Después de dos años aterrorizada, es normal que la gente no quiera quitarse la mascarilla. Por el mismo motivo, se comprende la reticencia del gobierno a levantar esta obligación de una vez por todas y sin medias tintas.
Por Lorenzo Gallego Borghini*
nogracias.org
7 de junio de 2022
Esa reticencia se materializa en las excepciones y contradicciones que contiene el real decreto vigente: por ejemplo, no puedo ir con la cara descubierta a la podóloga, con quien suelo mantener largas charlas, pero sí al barbero, con el que igualmente departo largo y tendido; también me tengo que enmascarar para comprarme unas gafas de sol pero no para comprarme unos pantalones; sí para hablar de mi régimen hiperproteico con el nutricionista, pero no para hablar de mi régimen hipotecario con el banco. Y eso por no meterme con los últimos tabús: el transporte y los centros sanitarios, en los que de nuevo vamos a la zaga de los países europeos, como puede dar fe cualquiera que recientemente haya tomado un tren en Inglaterra o haya tenido el infortunio de pisar un hospital en Dinamarca.
En España, en cambio, nos hemos dejado hechizar por el mantra de la “seguridad ante todo”, el profilaxismo simbólico con el que vienen controlando nuestras vidas en aras de una protección de la salud que sigue sin estar bien cuantificada con datos científicos. Así, la ministra Darias hace oídos sordos a la recomendación de la Unión Europea de levantar la obligación en los aviones, con el argumento de que todas las medidas “tienen que tener un recorrido”, a lo que cabe replicar que las medidas coercitivas, en todo caso, deben tener el recorrido estrictamente necesario, en virtud del principio ético de mínima restricción.
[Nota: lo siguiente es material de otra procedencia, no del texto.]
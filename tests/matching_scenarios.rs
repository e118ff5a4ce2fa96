//! End-to-end matching scenarios against an in-memory registry.

#![allow(clippy::unwrap_used, clippy::float_cmp)]

use chrono::{DateTime, TimeZone, Utc};
use std::path::PathBuf;
use std::sync::Arc;
use std::time::Duration;
use wildreid::config::{Config, SeasonalConfig};
use wildreid::dedup;
use wildreid::embedding::{Embedding, ExtractorSet};
use wildreid::fusion::category;
use wildreid::pipeline::{CancelFlag, Orchestrator, Outcome, WorkerPool};
use wildreid::registry::corrections;
use wildreid::registry::profile;
use wildreid::registry::{
    AgeClass, BoundingBox, Category, Detection, DetectionId, DetectionState, IdentityId,
    Mutation, Registry, Sex,
};

fn at(month: u32, secs: u32) -> DateTime<Utc> {
    Utc.with_ymd_and_hms(2024, month, 12, 21, 0, secs).unwrap()
}

/// Unit vector at cosine `similarity` from `[1, 0]`.
fn towards(similarity: f32) -> Vec<f32> {
    vec![similarity, (1.0 - similarity * similarity).sqrt()]
}

fn detection(id: u64, camera: &str, timestamp: DateTime<Utc>) -> Detection {
    Detection {
        id: DetectionId(id),
        image: PathBuf::from(format!("{camera}/frame-{id}.jpg")),
        crop: PathBuf::from(format!("crops/{id}.jpg")),
        bbox: BoundingBox {
            x1: 10.0,
            y1: 10.0,
            x2: 110.0,
            y2: 90.0,
        },
        category: Category {
            species: "lynx".to_string(),
            sex: Sex::Unknown,
            age: AgeClass::Adult,
        },
        confidence: 0.9,
        timestamp,
        camera: camera.to_string(),
        viewpoint: None,
        embeddings: Vec::new(),
        state: DetectionState::Deduplicated,
        assignment: None,
        review: Vec::new(),
        candidates: Vec::new(),
        linked_to: None,
        rejected: Vec::new(),
        last_error: None,
        attempts: 0,
    }
}

fn with(mut detection: Detection, extractor: &str, vector: Vec<f32>) -> Detection {
    detection
        .embeddings
        .push(Embedding::new(extractor, "v1", vector).unwrap());
    detection
}

fn config(threshold: f32) -> Config {
    let mut config = Config::default();
    config.matching.threshold = threshold;
    config.workers.backoff_initial_ms = 1;
    config.workers.backoff_max_ms = 2;
    config
}

fn body_only(registry: &Arc<Registry>, config: &Config) -> Arc<Orchestrator> {
    let extractors = ExtractorSet::new(Duration::from_secs(1)).with_precomputed("body", "v1", 1.0);
    Arc::new(
        Orchestrator::new(Arc::clone(registry), extractors, config, CancelFlag::new()).unwrap(),
    )
}

fn body_and_coat(registry: &Arc<Registry>, config: &Config) -> Arc<Orchestrator> {
    let extractors = ExtractorSet::new(Duration::from_secs(1))
        .with_precomputed("body", "v1", 0.7)
        .with_precomputed("coat", "v1", 0.3);
    Arc::new(
        Orchestrator::new(Arc::clone(registry), extractors, config, CancelFlag::new()).unwrap(),
    )
}

fn insert(registry: &Registry, detections: Vec<Detection>) -> Vec<DetectionId> {
    let ids = detections.iter().map(|d| d.id).collect();
    registry
        .commit(|_| Ok((detections.into_iter().map(Mutation::detection).collect(), ())))
        .unwrap();
    ids
}

/// Registry with one lynx identity seeded from a `[1, 0]` body vector.
async fn seeded(config: &Config) -> (Arc<Registry>, Arc<Orchestrator>) {
    let registry = Arc::new(Registry::in_memory());
    let orch = body_only(&registry, config);
    insert(
        &registry,
        vec![with(detection(1, "ridge", at(3, 0)), "body", vec![1.0, 0.0])],
    );
    let outcome = orch.process(DetectionId(1), None).await;
    assert_eq!(outcome, Outcome::Created { identity: IdentityId(1) });
    (registry, orch)
}

#[tokio::test(flavor = "multi_thread", worker_threads = 4)]
async fn test_simultaneous_sightings_on_two_cameras_join_existing_identity() {
    let config = config(0.70);
    let (registry, orch) = seeded(&config).await;

    let ids = insert(
        &registry,
        vec![
            with(detection(2, "north", at(3, 30)), "body", towards(0.95)),
            with(detection(3, "south", at(3, 30)), "body", towards(0.95)),
        ],
    );
    let summary = WorkerPool::new(orch, 4, config.dedup.clone())
        .run(&ids, None)
        .await
        .unwrap();

    assert_eq!(summary.matched, 2);
    assert_eq!(summary.created, 0);
    for id in ids {
        let stored = registry.detection(id).unwrap();
        assert_eq!(stored.state, DetectionState::Matched);
        assert_eq!(stored.assignment.unwrap().identity, IdentityId(1));
    }
    assert_eq!(registry.identity(IdentityId(1)).unwrap().sightings, 3);
    assert_eq!(registry.read(|s| s.identities.len()).unwrap(), 1);
}

#[tokio::test]
async fn test_weak_best_candidate_seeds_new_identity() {
    let config = config(0.70);
    let (registry, orch) = seeded(&config).await;
    insert(
        &registry,
        vec![with(detection(2, "north", at(3, 40)), "body", towards(0.5))],
    );

    let outcome = orch.process(DetectionId(2), None).await;
    assert_eq!(outcome, Outcome::Created { identity: IdentityId(2) });

    let identity = registry.identity(IdentityId(2)).unwrap();
    assert_eq!(identity.sightings, 1);
    assert_eq!(identity.first_seen, at(3, 40));
    let stored = registry.detection(DetectionId(2)).unwrap();
    assert_eq!(stored.state, DetectionState::NewIdentity);
    assert_eq!(stored.candidates[0].identity, IdentityId(1));
    assert!((stored.candidates[0].score - 0.5).abs() < 1e-4);
}

#[tokio::test]
async fn test_burst_frame_at_same_camera_is_duplicate() {
    let config = config(0.70);
    let registry = Arc::new(Registry::in_memory());
    let orch = body_only(&registry, &config);
    let ids = insert(
        &registry,
        vec![
            with(detection(1, "ridge", at(3, 0)), "body", vec![1.0, 0.0]),
            with(detection(2, "ridge", at(3, 2)), "body", towards(0.99)),
        ],
    );

    let summary = WorkerPool::new(orch, 2, config.dedup.clone())
        .run(&ids, None)
        .await
        .unwrap();
    assert_eq!(summary.created, 1);
    assert_eq!(summary.duplicates, 1);

    let second = registry.detection(DetectionId(2)).unwrap();
    assert_eq!(second.state, DetectionState::Duplicate);
    assert_eq!(second.linked_to, Some(DetectionId(1)));
    assert!(second.assignment.is_none());
    assert_eq!(registry.identity(IdentityId(1)).unwrap().sightings, 1);
}

#[tokio::test]
async fn test_seasonal_trait_is_scoped_to_its_own_season() {
    let mut config = config(0.70);
    config.seasonal = SeasonalConfig {
        extractor: Some("coat".to_string()),
        species: vec!["lynx".to_string()],
        ..SeasonalConfig::default()
    };
    let registry = Arc::new(Registry::in_memory());
    let orch = body_and_coat(&registry, &config);

    let early = with(
        with(detection(1, "ridge", at(3, 0)), "body", vec![1.0, 0.0]),
        "coat",
        vec![1.0, 0.0],
    );
    insert(&registry, vec![early]);
    orch.process(DetectionId(1), None).await;

    let (late, early) = registry
        .read(|s| {
            (
                profile::season(s, IdentityId(1), "2024-late").unwrap(),
                profile::season(s, IdentityId(1), "2024-early").unwrap(),
            )
        })
        .unwrap();
    assert!(late.is_none());
    assert_eq!(early.unwrap().representative, DetectionId(1));

    // Winter coat looks nothing like summer coat; the body still matches.
    let autumn = with(
        with(detection(2, "ridge", at(9, 0)), "body", vec![1.0, 0.0]),
        "coat",
        vec![0.0, 1.0],
    );
    insert(&registry, vec![autumn]);
    let outcome = orch.process(DetectionId(2), None).await;
    match outcome {
        Outcome::Matched {
            identity, score, ..
        } => {
            assert_eq!(identity, IdentityId(1));
            assert!((score - 1.0).abs() < 1e-4);
        }
        other => panic!("expected a match, got {other:?}"),
    }

    let seasons = registry
        .read(|s| profile::identity_profile(s, IdentityId(1)).unwrap().seasons)
        .unwrap();
    let tags: Vec<_> = seasons.iter().map(|s| s.season.as_str()).collect();
    assert_eq!(tags, vec!["2024-early", "2024-late"]);
}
Sin embargo, como no ha habido una evaluación real de su efecto, esta medida sigue a merced del capricho político. En abril, cuando las mascarillas dejaron de ser obligatorias en la mayoría de los interiores, no oí ninguna televisión ni leí ninguno de los grandes diarios entrar a debatir su eficiencia real, a pesar de haber estado sometidos a esta imposición durante dos años. ¿Nadie se detiene a mirar los datos? ¿Comparar lo que ha pasado aquí con otros países?
La Sociedad Española de Medicina de Familia y Comunitaria (semFYC) describía las mascarillas, en un editorial de enero, como una más de las intervenciones poblacionales que se han ensayado “sin que hasta el momento tengamos una evaluación clara y rigurosa de cuál es la efectividad de cada una de ellas en términos de hospitalizaciones y defunciones”. Pero no parece que vaya a haber una valoración sincera, como apuntaba la semFYC. Es un mal augurio frente a futuras epidemias, pero también ante el horizonte más cercano del otoño y de las sucesivas temporadas de gripe. ¿Dejaremos que nos impongan la mascarilla todos los inviernos, caprichosamente, por mera invocación a la “cultura del cuidado”? ¿Renunciaremos a nuestro rostro sin saber de veras qué ganamos a cambio?
Sea como sea, lo peor del decreto actual no son las excepciones y contradicciones, sino cómo el gobierno recicla el dirigismo estatal en un dirigismo empresarial. El Estado ya no nos dicta cuándo ponernos la mascarilla, pero sí nos lo dicta la empresa “de acuerdo con la correspondiente evaluación de riesgos del puesto de trabajo”. Así lo vemos en algunos supermercados, cuya plantilla está obligada a llevar mascarilla por una cuestión estética, más pensada para contentar a unos clientes aprensivos que para proteger a los trabajadores.
¿Pero cuáles son esos riesgos? Es de suponer, a estas alturas, que ya estamos capacitados para evaluar el riesgo que entraña para cada uno el covid, toda vez que la inmensa mayoría estamos vacunados y otros muchos hemos pasado la enfermedad; es decir, estamos preparados para decidir en función de nuestras circunstancias y preferencias personales. Además, habiendo tratamientos disponibles y vacunas para todos, la coacción pierde su razón de ser. Sin embargo, el gobierno se resiste a tratarnos como adultos dotados de autonomía y discernimiento.
Todo ello es, en esencia, señal de la escasa confianza que tiene el Estado en sus ciudadanos. Se queda el paternalismo; cambia el páter.
* Lorenzo Gallego es traductor y actual alumno del Máster en Bioética y Derecho de la Universidad de Barcelona.